Food system risks are increasing in most Asia-Pacific countries despite higher production and better access to food, with market instability and slow climate improvements leaving many countries vulnerable to human health and nutrition insecurity, according to a new global index.

The UN’s Economic and Social Commission for Asia and the Pacific and the WFP Regional Bureau for Asia and the Pacific have created the Insights on Food System Risks (INFER) Framework, which is a data-driven approach to measuring multidimensional risks to food systems.

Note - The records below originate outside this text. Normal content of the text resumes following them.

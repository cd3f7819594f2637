//! A terminal front end for the blog, built on the same view-model a browser front end would use.
use chrono::{Local, TimeZone};
use clap::{Parser, Subcommand};
use cryptoblog::client::{
    view::byline, Backend, BlogView, CategoryFilter, DraftField, HttpBackend,
};
use cryptoblog::datastore::Post;
use std::fmt::Display;
use std::io::{self, Write};
use std::process::ExitCode;
use tracing::level_filters::LevelFilter;
use url::Url;

#[derive(Parser, Debug)]
#[command(name = "blogctl")]
#[command(about = "Read and write posts on a cryptoblog server", long_about = None)]
struct Cli {
    /// Where the blog API is served, e.g. http://127.0.0.1:8080
    base_url: Url,

    /// Log remote calls and their failures to stderr
    #[arg(short, long, global = true)]
    verbose: bool,

    #[command(subcommand)]
    command: Command,
}

#[derive(Subcommand, Debug, PartialEq, Eq)]
enum Command {
    /// Ask whether the store is up
    Health,

    /// Show posts, oldest first
    List {
        /// Only show this exact category ("all" shows everything)
        category: Option<String>,
    },

    /// Publish a post
    Create {
        title: String,
        author: String,
        category: String,
        body: String,
    },
}

fn main() -> ExitCode {
    let cli = Cli::parse();

    // Failures are printed once by `run`; the view-model's own logs are only for --verbose.
    let max_level = if cli.verbose {
        LevelFilter::DEBUG
    } else {
        LevelFilter::OFF
    };
    tracing_subscriber::fmt()
        .with_max_level(max_level)
        .with_writer(io::stderr)
        .init();

    let backend = match HttpBackend::new(cli.base_url.as_str()) {
        Ok(backend) => backend,
        Err(e) => {
            eprintln!("{:#}", e);
            return ExitCode::from(2);
        }
    };
    let outcome = actix_rt::System::new().block_on(run(
        backend,
        cli.command,
        &mut io::stdout(),
        &mut io::stderr(),
    ));
    outcome.unwrap_or_else(|e| {
        eprintln!("{}", e);
        ExitCode::FAILURE
    })
}

async fn run<B, O, E>(backend: B, command: Command, out: &mut O, err: &mut E) -> io::Result<ExitCode>
where
    B: Backend,
    O: Write,
    E: Write,
{
    match command {
        Command::Health => match backend.health_check().await {
            Ok(status) => {
                writeln!(out, "{}", status)?;
                Ok(ExitCode::SUCCESS)
            }
            Err(e) => {
                writeln!(err, "{:#}", e)?;
                Ok(ExitCode::FAILURE)
            }
        },
        Command::List { category } => {
            let mut view = BlogView::mount(backend).await;
            if let Some(e) = view.last_error() {
                writeln!(err, "{}", e)?;
                return Ok(ExitCode::FAILURE);
            }
            if let Some(category) = category {
                view.select_category(category.as_str().into());
            }
            render(out, &view.visible_posts(), view.category(), &Local)?;
            Ok(ExitCode::SUCCESS)
        }
        Command::Create {
            title,
            author,
            category,
            body,
        } => {
            let mut view = BlogView::mount(backend).await;
            view.open_dialog();
            view.edit(DraftField::Title, title);
            view.edit(DraftField::Author, author);
            view.edit(DraftField::Category, category);
            view.edit(DraftField::Body, body);
            match view.submit().await {
                Some(id) => {
                    writeln!(out, "created post {} ({} posts now)", id, view.posts().len())?;
                    Ok(ExitCode::SUCCESS)
                }
                None => {
                    writeln!(err, "{}", view.last_error().unwrap_or("couldn't create post"))?;
                    Ok(ExitCode::FAILURE)
                }
            }
        }
    }
}

fn render<W, Tz>(out: &mut W, posts: &[&Post], category: &CategoryFilter, tz: &Tz) -> io::Result<()>
where
    W: Write,
    Tz: TimeZone,
    Tz::Offset: Display,
{
    if posts.is_empty() {
        return writeln!(out, "No posts in {}.", category);
    }
    for post in posts {
        writeln!(out, "#{} {} [{}]", post.id, post.title, post.category)?;
        writeln!(out, "{}", byline(post, tz))?;
        writeln!(out, "{}\n", post.body)?;
    }
    Ok(())
}
use crate::datastore::{
    postgres::{errors::BlockingResp, PostgresStore},
    tables::posts,
    NewPost, Post, PostStore, STORE_UNAVAILABLE,
};
use crate::twoface::{DescribeErr, Fallible, TfError};
use actix_web::web::block;
use anyhow::anyhow;
use async_trait::async_trait;
use chrono::offset::Utc;
use diesel::prelude::*;
use std::convert::TryFrom;

/// A row of the `posts` table. Postgres has no unsigned integers, so IDs are stored signed.
#[derive(Queryable)]
struct PostRow {
    id: i64,
    title: String,
    body: String,
    author: String,
    category: String,
    created_ns: i64,
}

impl TryFrom<PostRow> for Post {
    type Error = anyhow::Error;

    fn try_from(row: PostRow) -> Result<Self, Self::Error> {
        Ok(Post {
            id: u64::try_from(row.id).map_err(|_| anyhow!("post has negative id {}", row.id))?,
            title: row.title,
            body: row.body,
            author: row.author,
            category: row.category,
            timestamp: row.created_ns,
        })
    }
}

#[derive(Insertable)]
#[diesel(table_name = posts)]
struct NewPostRow<'a> {
    title: &'a str,
    body: &'a str,
    author: &'a str,
    category: &'a str,
    created_ns: i64,
}

#[async_trait]
impl PostStore for PostgresStore {
    async fn create_post(&self, new_post: NewPost) -> Fallible<Post> {
        let pool = self.pool.clone();
        let created_ns = Utc::now()
            .timestamp_nanos_opt()
            .ok_or_else(|| anyhow!("current time doesn't fit in an i64 of nanoseconds"))?;
        let row: PostRow = block(move || -> Result<PostRow, TfError> {
            let mut conn = pool.get().describe_err(STORE_UNAVAILABLE)?;
            let row = NewPostRow {
                title: &new_post.title,
                body: &new_post.body,
                author: &new_post.author,
                category: &new_post.category,
                created_ns,
            };
            let inserted = diesel::insert_into(posts::table)
                .values(&row)
                .get_result::<PostRow>(&mut conn)?;
            Ok(inserted)
        })
        .await
        .to_resp()?;
        Ok(Post::try_from(row)?)
    }

    async fn list_posts(&self) -> Fallible<Vec<Post>> {
        let pool = self.pool.clone();
        let rows: Vec<PostRow> = block(move || -> Result<Vec<PostRow>, TfError> {
            let mut conn = pool.get().describe_err(STORE_UNAVAILABLE)?;
            let rows = posts::table
                .order_by(posts::id.asc())
                .load::<PostRow>(&mut conn)?;
            Ok(rows)
        })
        .await
        .to_resp()?;
        let posts = rows
            .into_iter()
            .map(Post::try_from)
            .collect::<Result<Vec<_>, _>>()?;
        Ok(posts)
    }

    async fn health(&self) -> Fallible<()> {
        let pool = self.pool.clone();
        block(move || -> Result<usize, TfError> {
            let mut conn = pool.get().describe_err(STORE_UNAVAILABLE)?;
            Ok(diesel::sql_query("SELECT 1").execute(&mut conn)?)
        })
        .await
        .to_resp()?;
        Ok(())
    }
}
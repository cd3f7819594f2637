use crate::twoface::{Cause, ExternalError};
use chrono::{offset::Utc, DateTime, TimeZone};
use serde::{Deserialize, Serialize};

/// Nanoseconds per millisecond. Post timestamps are nanoseconds since the Unix epoch.
pub const NANOS_PER_MILLI: i64 = 1_000_000;

/// A blog post. Posts are never edited or deleted once the store has accepted them.
#[derive(Serialize, Deserialize, Clone, Debug, PartialEq, Eq)]
pub struct Post {
    /// Assigned by the store, increasing with every accepted post.
    pub id: u64,
    pub title: String,
    pub body: String,
    pub author: String,
    pub category: String,
    /// Nanoseconds since the Unix epoch.
    pub timestamp: i64,
}

impl Post {
    /// Millisecond view of the timestamp, the resolution readers actually see.
    pub fn timestamp_millis(&self) -> i64 {
        self.timestamp / NANOS_PER_MILLI
    }

    /// When the store accepted this post, to the millisecond.
    pub fn created_at(&self) -> Option<DateTime<Utc>> {
        Utc.timestamp_millis_opt(self.timestamp_millis()).single()
    }
}

/// Parameters for a post the store hasn't accepted yet. Missing fields are empty strings.
#[derive(Serialize, Deserialize, Clone, Debug, Default, PartialEq, Eq)]
#[serde(default)]
pub struct NewPost {
    pub title: String,
    pub body: String,
    pub author: String,
    pub category: String,
}

impl NewPost {
    /// The only validation a post ever gets. Body and category are allowed to be empty.
    pub fn validate(&self) -> Result<(), ExternalError> {
        if self.title.trim().is_empty() {
            return Err(ExternalError {
                cause: Cause::UserInvalidField,
                text: "Title must not be empty",
            });
        }
        if self.author.trim().is_empty() {
            return Err(ExternalError {
                cause: Cause::UserInvalidField,
                text: "Author must not be empty",
            });
        }
        Ok(())
    }

    /// Stamp this post with its store-assigned ID and creation time.
    pub fn into_post(self, id: u64, created_at: DateTime<Utc>) -> Option<Post> {
        Some(Post {
            id,
            title: self.title,
            body: self.body,
            author: self.author,
            category: self.category,
            timestamp: created_at.timestamp_nanos_opt()?,
        })
    }
}

/// Outcome of asking the store to create a post. Serializes as `{"ok": id}` or `{"err": message}`.
#[derive(Serialize, Deserialize, Clone, Debug, PartialEq, Eq)]
pub enum CreateResult {
    #[serde(rename = "ok")]
    Ok(u64),
    #[serde(rename = "err")]
    Err(String),
}

impl From<CreateResult> for Result<u64, String> {
    fn from(result: CreateResult) -> Self {
        match result {
            CreateResult::Ok(id) => Ok(id),
            CreateResult::Err(message) => Err(message),
        }
    }
}
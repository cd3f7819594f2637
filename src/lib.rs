pub mod api;
pub mod client;
pub mod config;
pub mod datastore;
pub mod metrics;
pub mod twoface;

#[macro_use]
extern crate lazy_static;
#[macro_use]
extern crate prometheus;
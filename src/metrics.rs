lazy_static! {

    pub static ref HANDLER_SECS: prometheus::HistogramVec = register_histogram_vec!(
        "cryptoblog_handler_secs",
        "Seconds taken for each response, partitioned by endpoint name",
        &["endpoint_name"],
        vec![0.001, 0.01, 0.1, 1.0, 4.0] // Prometheus buckets
    )
    .expect("couldn't make HANDLER_SECS");

    pub static ref RESPONSES: prometheus::IntCounterVec = register_int_counter_vec!(
        "cryptoblog_responses",
        "How many responses of Ok/Err per endpoint",
        &["endpoint_name", "result"]
    )
    .expect("couldn't make RESPONSES");

    pub static ref HTTP_RESPONSES: prometheus::IntCounterVec = register_int_counter_vec!(
        "cryptoblog_http_responses",
        "Count of each HTTP status code served by the blog API",
        &["status"]
    )
    .expect("couldn't make HTTP_RESPONSES");
}

pub mod endpoint {
    use actix_web::{http, HttpResponse};
    use prometheus::Encoder;

    pub async fn gather() -> HttpResponse {
        let encoder = prometheus::TextEncoder::new();
        let mut buffer = vec![];
        let metric_families = prometheus::gather();
        match encoder.encode(&metric_families, &mut buffer) {
            Ok(()) => HttpResponse::build(http::StatusCode::OK)
                .content_type(encoder.format_type())
                .body(buffer),
            Err(e) => {
                let message = format!("{:?}", e);
                HttpResponse::build(http::StatusCode::INTERNAL_SERVER_ERROR).body(message)
            }
        }
    }
}
//! Integrate twoface with actix-web.

use crate::twoface::{Cause, Describe, ExternalError, TfError};
use actix_web::{
    error::JsonPayloadError,
    http::{header, StatusCode},
    HttpRequest, HttpResponse,
};
use anyhow::anyhow;
use serde::Serialize;
use tracing::{error, warn};

// Twoface errors can be used as Actix-web errors.
// If a handler returns a Twoface error, the external portion will be shown to the user.
// The internal portion will only be logged.
impl actix_web::ResponseError for TfError {
    fn status_code(&self) -> StatusCode {
        self.external.cause.into()
    }

    fn error_response(&self) -> HttpResponse {
        if self.is_user_error() {
            warn!("{:#}", self.internal);
        } else {
            error!("{:#}", self.internal);
        }
        let resp = serde_json::to_string(&ErrBody {
            error: self.to_string(),
        })
        .unwrap_or_else(|e| {
            error!("Serde error: {}", e);
            "{\"error\": \"ServerError: internal server error\"}".to_owned()
        });
        HttpResponse::build(self.status_code())
            .insert_header((header::CONTENT_TYPE, "application/json"))
            .body(resp)
    }
}

#[derive(Serialize)]
struct ErrBody {
    error: String,
}

/// Used as the `JsonConfig` error handler, so that malformed post bodies get the same JSON error
/// shape as every other failure.
pub fn json_error_handler(err: JsonPayloadError, _req: &HttpRequest) -> actix_web::Error {
    let text = match err {
        JsonPayloadError::Overflow { .. } | JsonPayloadError::OverflowKnownLength { .. } => {
            "Request body is too large"
        }
        JsonPayloadError::ContentType => "Request body must be JSON",
        _ => "Request body is not a valid post",
    };
    anyhow!("couldn't extract JSON body: {}", err)
        .describe(ExternalError {
            cause: Cause::UserInvalidField,
            text,
        })
        .into()
}
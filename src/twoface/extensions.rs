//! Convenience methods to turn any error (from any library) into twoface errors.
use crate::twoface::{ExternalError, TfError};

pub trait Describe {
    /// Convert an error into a twoface::Error by describing it to your users.
    fn describe(self, external: ExternalError) -> TfError;
}

impl<Internal: Into<anyhow::Error>> Describe for Internal {
    fn describe(self, external: ExternalError) -> TfError {
        TfError {
            internal: self.into(),
            external,
        }
    }
}

/// Any regular internal error can be turned into a twoface Error, using the default external error.
/// If you want to give an internal error a custom external error, use `internal.describe(ExternalError)`
impl<Internal: Into<anyhow::Error>> From<Internal> for TfError {
    fn from(internal: Internal) -> TfError {
        internal.describe(Default::default())
    }
}

pub trait DescribeErr<T> {
    /// Convert a result's error into a twoface::Error by describing it to your users.
    /// ```ignore
    /// // These two are equivalent:
    /// let a = std::fs::read("posts.db").map_err(|e| e.describe(external));
    /// let b = std::fs::read("posts.db").describe_err(external);
    /// ```
    fn describe_err(self, external: ExternalError) -> Result<T, TfError>;
}

impl<T, E> DescribeErr<T> for Result<T, E>
where
    E: Into<anyhow::Error>,
{
    fn describe_err(self, external: ExternalError) -> Result<T, TfError> {
        self.map_err(|e| e.describe(external))
    }
}
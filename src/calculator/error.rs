// This Source Code Form is subject to the terms of the Mozilla Public
// License, v. 2.0. If a copy of the MPL was not distributed with this
// file, You can obtain one at http://mozilla.org/MPL/2.0/.

//! Errors (and warnings) from the calculator.

use thiserror::Error;

use crate::{
    derived::DerivedError,
    params::{ParamError, ParamField},
    units::{Quantity, UnitError},
};

#[derive(Error, Debug, Clone, PartialEq)]
pub enum CalculatorError {
    #[error(transparent)]
    Param(#[from] ParamError),

    #[error(transparent)]
    Derived(#[from] DerivedError),

    #[error(transparent)]
    Unit(#[from] UnitError),
}

/// A calculated value that couldn't be stored because it's outside the
/// permitted range of its parameter. This isn't fatal; the value is still
/// returned, but the calculator keeps its previous value.
#[derive(Error, Debug, Clone, PartialEq)]
#[error("The calculated value {value:.4} is outside of the permitted range for parameter '{parameter}'. {reason} The Calculator will not be updated with the new value. Please adjust the input parameters and recalculate.")]
pub struct CalculatedValueInvalid {
    pub parameter: ParamField,
    pub value: Quantity,
    pub reason: ParamError,
}
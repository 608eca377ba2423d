// This Source Code Form is subject to the terms of the Mozilla Public
// License, v. 2.0. If a copy of the MPL was not distributed with this
// file, You can obtain one at http://mozilla.org/MPL/2.0/.

use clap::Parser;
use log::debug;

use super::{
    common::{
        derived_lines, display_warnings, field_help, input_lines, warn_if_not_applicable,
        warn_if_not_stored, write_output, CalculationArgs, CalculationReport, InfoPrinter,
    },
    AtlastScError,
};
use crate::{
    calculator::{Calculator, CalculatorOptions},
    params::ParamField,
};

lazy_static::lazy_static! {
    static ref SENSITIVITY_HELP: String = field_help("The target sensitivity", ParamField::Sensitivity);
}

#[derive(Parser, Debug, Clone, Default)]
pub(super) struct TIntArgs {
    #[clap(flatten)]
    calc_args: CalculationArgs,

    #[clap(long, help = SENSITIVITY_HELP.as_str(), help_heading = "USER INPUT")]
    sensitivity: Option<String>,
}

impl TIntArgs {
    pub(super) fn run(self, options: CalculatorOptions) -> Result<(), AtlastScError> {
        debug!("{:#?}", self);

        let TIntArgs {
            calc_args,
            sensitivity,
        } = self;
        let request = calc_args.parse(&[(ParamField::Sensitivity, sensitivity)])?;
        let mut calc =
            Calculator::with_options(&request.user_input, &request.instrument_setup, options)?;
        warn_if_not_applicable(&calc)?;

        let result = calc.calculate_t_integration(None, true)?;
        warn_if_not_stored(&result, &calc);
        display_warnings();

        let mut printer = InfoPrinter::new("Integration time".into());
        printer.push_line(
            format!(
                "{:.4} to reach a sensitivity of {}",
                result.value,
                calc.sensitivity()
            )
            .into(),
        );
        printer.push_block(input_lines(&calc));
        printer.push_block(derived_lines(&calc));
        printer.display();

        if let Some(output) = request.output {
            write_output(
                &output,
                &CalculationReport::new(ParamField::TInt, result.value, &calc),
            )?;
        }

        Ok(())
    }
}
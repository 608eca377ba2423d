// This Source Code Form is subject to the terms of the Mozilla Public
// License, v. 2.0. If a copy of the MPL was not distributed with this
// file, You can obtain one at http://mozilla.org/MPL/2.0/.

//! Errors associated with atmosphere models.

use thiserror::Error;

use crate::units::UnitError;

#[derive(Error, Debug, Clone, PartialEq)]
pub enum AtmosphereError {
    #[error("An atmosphere table needs at least 2 frequencies, but got {0}")]
    TooFewFrequencies(usize),

    #[error("The atmosphere table's {what} nodes must be strictly increasing, but aren't at index {index}")]
    NotIncreasing { what: &'static str, index: usize },

    #[error("An atmosphere table has shape {got:?}, but ({}, {}) was expected", .expected.0, .expected.1)]
    ShapeMismatch {
        got: (usize, usize),
        expected: (usize, usize),
    },

    #[error("Elevation {0} deg is not above the horizon")]
    BadElevation(f64),

    #[error("Weather value {0} is not a number")]
    BadWeather(f64),

    #[error(transparent)]
    Unit(#[from] UnitError),
}
// This Source Code Form is subject to the terms of the Mozilla Public
// License, v. 2.0. If a copy of the MPL was not distributed with this
// file, You can obtain one at http://mozilla.org/MPL/2.0/.

//! Integration tests for the sensitivity subcommand.

use indoc::indoc;
use serde_json::Value;
use tempfile::TempDir;

use crate::*;

#[test]
fn test_defaults() {
    let cmd = atlast_sc().arg("sensitivity").ok();
    assert!(cmd.is_ok(), "{:?}", get_cmd_output(cmd));
    let (stdout, stderr) = get_cmd_output(cmd);
    assert!(stderr.is_empty(), "{stderr}");
    assert!(stdout.contains("mJy after 100 s of integration"), "{stdout}");
    assert!(stdout.contains("SEFD"), "{stdout}");
    assert!(stdout.contains("atlast-sc sensitivity complete."), "{stdout}");
}

#[test]
fn test_wide_band_with_output() {
    let tmp_dir = TempDir::new().expect("couldn't make tmp dir");
    let output = tmp_dir.path().join("result.json");

    let cmd = atlast_sc()
        .args([
            "sensitivity",
            "--bandwidth",
            "7.5GHz",
            "--t-int",
            "1h",
            "--output",
            &format!("{}", output.display()),
        ])
        .ok();
    assert!(cmd.is_ok(), "{:?}", get_cmd_output(cmd));
    let (stdout, _) = get_cmd_output(cmd);
    assert!(stdout.contains("uJy after 1 h of integration"), "{stdout}");

    let contents = std::fs::read_to_string(&output).unwrap();
    let value: Value = serde_json::from_str(&contents).unwrap();
    assert_eq!(value["calculated"], "sensitivity");
    assert_eq!(value["result"]["unit"], "uJy");
    assert_eq!(value["inputs"]["user_input"]["t_int"]["unit"], "h");
    assert_eq!(value["inputs"]["user_input"]["bandwidth"]["value"], 7.5);
    assert_eq!(value["finetune"], false);
}

#[test]
fn test_arguments_file() {
    let tmp_dir = TempDir::new().expect("couldn't make tmp dir");
    let args_file = write_file_in_dir(
        "args.toml",
        tmp_dir.path(),
        indoc! {r#"
            [user_input]
            obs_freq = { value = 230, unit = "GHz" }
            t_int = { value = 10, unit = "min" }

            [instrument_setup]
            dish_radius = { value = 20, unit = "m" }
        "#},
    );
    let output = tmp_dir.path().join("result.yaml");

    let cmd = atlast_sc()
        .args([
            "sensitivity",
            &format!("{}", args_file.display()),
            // Flags beat the file.
            "--t-int",
            "20min",
            "-o",
            &format!("{}", output.display()),
        ])
        .ok();
    assert!(cmd.is_ok(), "{:?}", get_cmd_output(cmd));
    let (stdout, _) = get_cmd_output(cmd);
    assert!(stdout.contains("after 20 min of integration"), "{stdout}");
    assert!(stdout.contains("obs_freq: 230 GHz"), "{stdout}");
    assert!(stdout.contains("dish_radius: 20 m"), "{stdout}");

    let contents = std::fs::read_to_string(&output).unwrap();
    assert!(contents.contains("calculated: sensitivity"), "{contents}");
}

#[test]
fn test_finetune_and_instrument() {
    let cmd = atlast_sc()
        .args([
            "--finetune",
            "--instrument",
            "FINER",
            "sensitivity",
            "--obs-freq",
            "150GHz",
            "--bandwidth",
            "16GHz",
        ])
        .ok();
    assert!(cmd.is_ok(), "{:?}", get_cmd_output(cmd));
    let (stdout, _) = get_cmd_output(cmd);
    assert!(stdout.contains("T_rx: 45.00 K"), "{stdout}");
    assert!(!stdout.contains("doesn't cover"), "{stdout}");
}

#[test]
fn test_instrument_that_does_not_cover_the_band() {
    let cmd = atlast_sc()
        .args(["--instrument", "finer", "sensitivity"])
        .ok();
    assert!(cmd.is_ok(), "{:?}", get_cmd_output(cmd));
    let (stdout, _) = get_cmd_output(cmd);
    assert!(
        stdout.contains("The instrument 'finer' doesn't cover an observing frequency of 100 GHz"),
        "{stdout}"
    );
}

#[test]
fn test_invalid_inputs() {
    let cmd = atlast_sc().args(["sensitivity", "--n-pol", "3"]).ok();
    assert!(cmd.is_err());
    let (_, stderr) = get_cmd_output(cmd);
    assert!(
        stderr.contains("Parameter 'n_pol' must be one of {1, 2}, but got 3."),
        "{stderr}"
    );

    let cmd = atlast_sc()
        .args(["sensitivity", "--elevation", "10deg"])
        .ok();
    assert!(cmd.is_err());
    let (_, stderr) = get_cmd_output(cmd);
    assert!(stderr.contains("Parameter 'elevation' must be within"), "{stderr}");

    let cmd = atlast_sc()
        .args(["sensitivity", "--obs-freq", "100 parsecs"])
        .ok();
    assert!(cmd.is_err());
    let (_, stderr) = get_cmd_output(cmd);
    assert!(stderr.contains("100 parsecs"), "{stderr}");
}

#[test]
fn test_unknown_parameter_in_file() {
    let tmp_dir = TempDir::new().expect("couldn't make tmp dir");
    let args_file = write_file_in_dir(
        "args.json",
        tmp_dir.path(),
        indoc! {r#"
            {
                "user_input": {
                    "foo": { "value": 1 }
                }
            }
        "#},
    );

    let cmd = atlast_sc()
        .args(["sensitivity", &format!("{}", args_file.display())])
        .ok();
    assert!(cmd.is_err());
    let (_, stderr) = get_cmd_output(cmd);
    assert!(
        stderr.contains("\"foo\" is not a valid user input parameter"),
        "{stderr}"
    );
}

INFER uses 95 risk indicators to produce food system risk scores and profiles, which ESCAP says meets “an urgent need to understand how multidimensional threats manifest into food system risks”. The system utilises an up-to-date understanding of food systems with well-established concepts of risk based on three dimensions. These entail hazard and exposure, vulnerability, and a lack of adaptive capacity.

How INFER assesses risks

infer index
Courtesy: ESCAP

Here’s how it works: the index can tell what food systems are at risk, enabling the monitoring of these systems across human health and nutrition, planetary health and sustainability, and shared prosperity, aligning with the UN’s Sustainable Development Goals.

It can do so by providing insights into trends, characteristics and drivers of food system risks – including availability, access, utilisation, stability, agency and sustainability. This analysis makes INFER a useful tool for policymakers, development partners, researchers or stakeholders working in food systems transformation and food security.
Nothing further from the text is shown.